Про это написали письмо Глебкиной маме, и подписался весь третий отряд.
На вечерней линейке Платон Андреевич сказал:
— Значит, не зря он, да… Это, конечно, меняет картину. И мальчик тот, Костя, будет жить ради нашего Глеба… Но все-таки, родные мои, будьте вы, пожалуйста, осторожнее. Очень уж больно это, когда героями делаются в десять лет. Это нашей мирной жизни вовсе даже лишнее…

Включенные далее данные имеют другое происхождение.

use std::path::PathBuf;
use std::time::Duration;

use cardroom::config::DEFAULT_WS_URL;
use cardroom::{
    ClientConfig, ClientHandle, Command, FileStore, IdentityStore, Intent, SessionEvent, TableView,
};
use clap::Parser;
use tokio::io::{AsyncBufReadExt, BufReader};
use tracing::warn;
use tracing_subscriber::EnvFilter;

#[derive(Parser)]
#[command(name = "cardroom", version, about = "Terminal client for a cardroom table")]
struct Cli {
    #[arg(long, env = "CARDROOM_WS_URL", default_value = DEFAULT_WS_URL)]
    url: String,
    #[arg(long, env = "CARDROOM_STORE", default_value = "cardroom-store.bin")]
    store: PathBuf,
    /// Display name; overrides the saved one.
    #[arg(long)]
    name: Option<String>,
    #[arg(long)]
    face: Option<String>,
    #[arg(long, default_value_t = 20)]
    turn_ticks: u32,
    #[arg(long, default_value_t = 1000)]
    tick_ms: u64,
}

const HELP: &str = "\
commands:
  name <name>          set display name
  face <face>          set avatar
  create               create a room
  join <room>          join a room
  start                start the round
  draw | take          draw from deck | take the discard
  select <card-id>...  toggle cards
  clear                clear selection
  drop                 drop selected cards
  close                call close
  gif <player> <gif>   send a reaction
  leave                leave the room and forget it
  show                 print the table
  quit                 exit";

#[derive(Debug, PartialEq, Eq)]
enum Line {
    Commands(Vec<Command>),
    Show,
    Help,
    Quit,
}

fn parse_line(line: &str) -> Result<Line, String> {
    let mut words = line.split_whitespace();
    let Some(head) = words.next() else {
        return Ok(Line::Commands(Vec::new()));
    };
    let rest: Vec<&str> = words.collect();
    let single = |command: Command| -> Result<Line, String> { Ok(Line::Commands(vec![command])) };
    match (head, rest.as_slice()) {
        ("name", [_, ..]) => single(Command::SetName(rest.join(" "))),
        ("face", []) => single(Command::SetFace(None)),
        ("face", [face]) => single(Command::SetFace(Some(face.to_string()))),
        ("create", []) => single(Command::Intent(Intent::CreateRoom)),
        ("join", [room]) => single(Command::Intent(Intent::JoinRoom {
            room_id: room.to_string(),
        })),
        ("start", []) => single(Command::Intent(Intent::StartRound)),
        ("draw", []) => single(Command::Intent(Intent::Draw {
            from_discard: false,
        })),
        ("take", []) => single(Command::Intent(Intent::Draw { from_discard: true })),
        ("select", [_, ..]) => Ok(Line::Commands(
            rest.iter()
                .map(|id| Command::ToggleCard(id.to_string()))
                .collect(),
        )),
        ("clear", []) => single(Command::ClearSelection),
        ("drop", []) => single(Command::Intent(Intent::DropSelected)),
        ("close", []) => single(Command::Intent(Intent::CallClose)),
        ("gif", [target, gif]) => single(Command::Intent(Intent::SendReaction {
            target_id: target.to_string(),
            gif_id: gif.to_string(),
        })),
        ("leave", []) => single(Command::Leave),
        ("show", []) => Ok(Line::Show),
        ("help", []) => Ok(Line::Help),
        ("quit" | "exit", []) => Ok(Line::Quit),
        _ => Err(format!("unrecognized command: {line}")),
    }
}

fn render(view: &TableView) -> String {
    let mut out = String::new();
    let status = if view.connected { "online" } else { "connecting" };
    match view.room_id.as_deref() {
        Some(room) => out.push_str(&format!("room {room} ({status})")),
        None => out.push_str(&format!("no room ({status})")),
    }
    if view.is_host {
        out.push_str(" [host]");
    }
    out.push('\n');
    if !view.started {
        out.push_str("waiting for the round to start\n");
    } else if view.timer_running {
        out.push_str(&format!("turn timer: {}\n", view.timer_remaining));
    }
    for player in &view.players {
        let marker = if player.is_current { ">" } else { " " };
        out.push_str(&format!(
            "{marker} {:<12} score {:>4}  round {:>4}  cards {}",
            player.name, player.score, player.round_points, player.hand_size
        ));
        if let Some(gif) = player.reaction.as_deref() {
            out.push_str(&format!("  [{gif}]"));
        }
        out.push('\n');
    }
    if let Some(top) = view.discard_top.as_ref() {
        out.push_str(&format!("discard: {top}\n"));
    }
    if !view.hand.is_empty() {
        let hand: Vec<String> = view
            .hand
            .iter()
            .map(|card| {
                let mark = if view.selected_cards.iter().any(|sel| sel.id == card.id) {
                    "*"
                } else {
                    ""
                };
                format!("{}={card}{mark}", card.id)
            })
            .collect();
        out.push_str(&format!("hand: {}\n", hand.join(" ")));
    }
    if view.is_my_turn {
        out.push_str(&format!(
            "your turn (drawn: {}, drop: {}, close: {})\n",
            view.has_drawn, view.can_drop, view.can_close
        ));
    }
    if view.close_called {
        out.push_str("close has been called\n");
    }
    out
}

fn describe(event: &SessionEvent) -> Option<String> {
    match event {
        SessionEvent::Connected => Some("connected".to_string()),
        SessionEvent::Disconnected => Some("connection lost, reconnecting".to_string()),
        SessionEvent::Reaction { target_id, gif_id } => Some(format!("{target_id} got {gif_id}")),
        SessionEvent::TimedOut { notified: true } => Some("your turn timed out".to_string()),
        SessionEvent::Rejected { message } => Some(format!("server: {message}")),
        SessionEvent::Left => Some("left the room".to_string()),
        _ => None,
    }
}

async fn run_line(handle: &ClientHandle, line: Line) -> bool {
    match line {
        Line::Commands(commands) => {
            for command in commands {
                if let Err(err) = handle.execute(command).await {
                    println!("{err}");
                    break;
                }
            }
        }
        Line::Show => print!("{}", render(&handle.view())),
        Line::Help => println!("{HELP}"),
        Line::Quit => return false,
    }
    true
}

#[tokio::main]
async fn main() -> Result<(), Box<dyn std::error::Error>> {
    tracing_subscriber::fmt()
        .with_env_filter(EnvFilter::try_from_default_env().unwrap_or_else(|_| "info".into()))
        .with_writer(std::io::stderr)
        .init();

    let cli = Cli::parse();
    let store = FileStore::open(&cli.store)?;
    let mut identity = IdentityStore::load_or_create(Box::new(store))?;
    if let Some(name) = cli.name.as_deref() {
        identity.set_name(name)?;
    }
    if let Some(face) = cli.face.as_deref() {
        identity.set_face(Some(face))?;
    }
    if identity.identity().name.is_empty() {
        println!("no display name yet; set one with `name <name>`");
    }

    let config = ClientConfig::new(cli.url)
        .with_turn_ticks(cli.turn_ticks)
        .with_tick_interval(Duration::from_millis(cli.tick_ms));
    let (handle, mut events) = cardroom::start(config, identity)?;
    println!("{HELP}");

    let mut lines = BufReader::new(tokio::io::stdin()).lines();
    loop {
        tokio::select! {
            line = lines.next_line() => {
                let Some(line) = line? else {
                    break;
                };
                match parse_line(&line) {
                    Ok(parsed) => {
                        if !run_line(&handle, parsed).await {
                            break;
                        }
                    }
                    Err(err) => println!("{err} (try `help`)"),
                }
            }
            event = events.recv() => {
                let Some(event) = event else {
                    warn!("client loop ended");
                    break;
                };
                if let Some(text) = describe(&event) {
                    println!("{text}");
                }
                if matches!(event, SessionEvent::StateChanged { .. }) {
                    print!("{}", render(&handle.view()));
                }
            }
        }
    }

    handle.shutdown().await;
    Ok(())
}

#[cfg(test)]
mod tests {
    use super::*;

    #[test]
    fn parses_select_into_one_toggle_per_card() {
        assert_eq!(
            parse_line("select c1 c4"),
            Ok(Line::Commands(vec![
                Command::ToggleCard("c1".to_string()),
                Command::ToggleCard("c4".to_string()),
            ]))
        );
    }

    #[test]
    fn parses_draw_variants_and_rejects_garbage() {
        assert_eq!(
            parse_line("take"),
            Ok(Line::Commands(vec![Command::Intent(Intent::Draw {
                from_discard: true
            })]))
        );
        assert_eq!(parse_line("  "), Ok(Line::Commands(Vec::new())));
        assert!(parse_line("join").is_err());
        assert!(parse_line("dance").is_err());
    }

    #[test]
    fn render_shows_idle_table() {
        let view = TableView::default();
        let text = render(&view);
        assert!(text.starts_with("no room (connecting)"));
        assert!(text.contains("waiting for the round to start"));
    }
}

Накануне отъезда Валентина позвала Виньку.
— Ты вот что, Греев… ты возьми очки Глеба. Вы ведь были друзья. Пусть будут на память… Или его маме отнесешь. Пусть хранит…
Винька взял очки осторожно, даже с опаской. Глебки нет, а они… вот… все такие же…
Стекла были круглые, в оправе из тонких пластмассовых ободков. А дужки — длинные и гибкие. Они мягко зацепились за Винькин мизинец.
— Я… ладно. Отнесу…
ДОМ НАД ОВРАГОМ
Винька не отнес очки Глебкиной маме. Он смалодушничал и схитрил…
Сперва-то он твердо решил, что отнесет — сразу, как вернется из лагеря. Ну, не совсем сразу, а на следующий день. Виньке казалось, что это его долг. При таких мыслях он даже испытывал печальную гордость.
Вернулись в воскресенье, а утром в понедельник Винька и в самом деле пошел на Октябрьскую улицу. Прошагал через весь город и оказался в пристанском районе. Глебкина улица тянулась над речным обрывом.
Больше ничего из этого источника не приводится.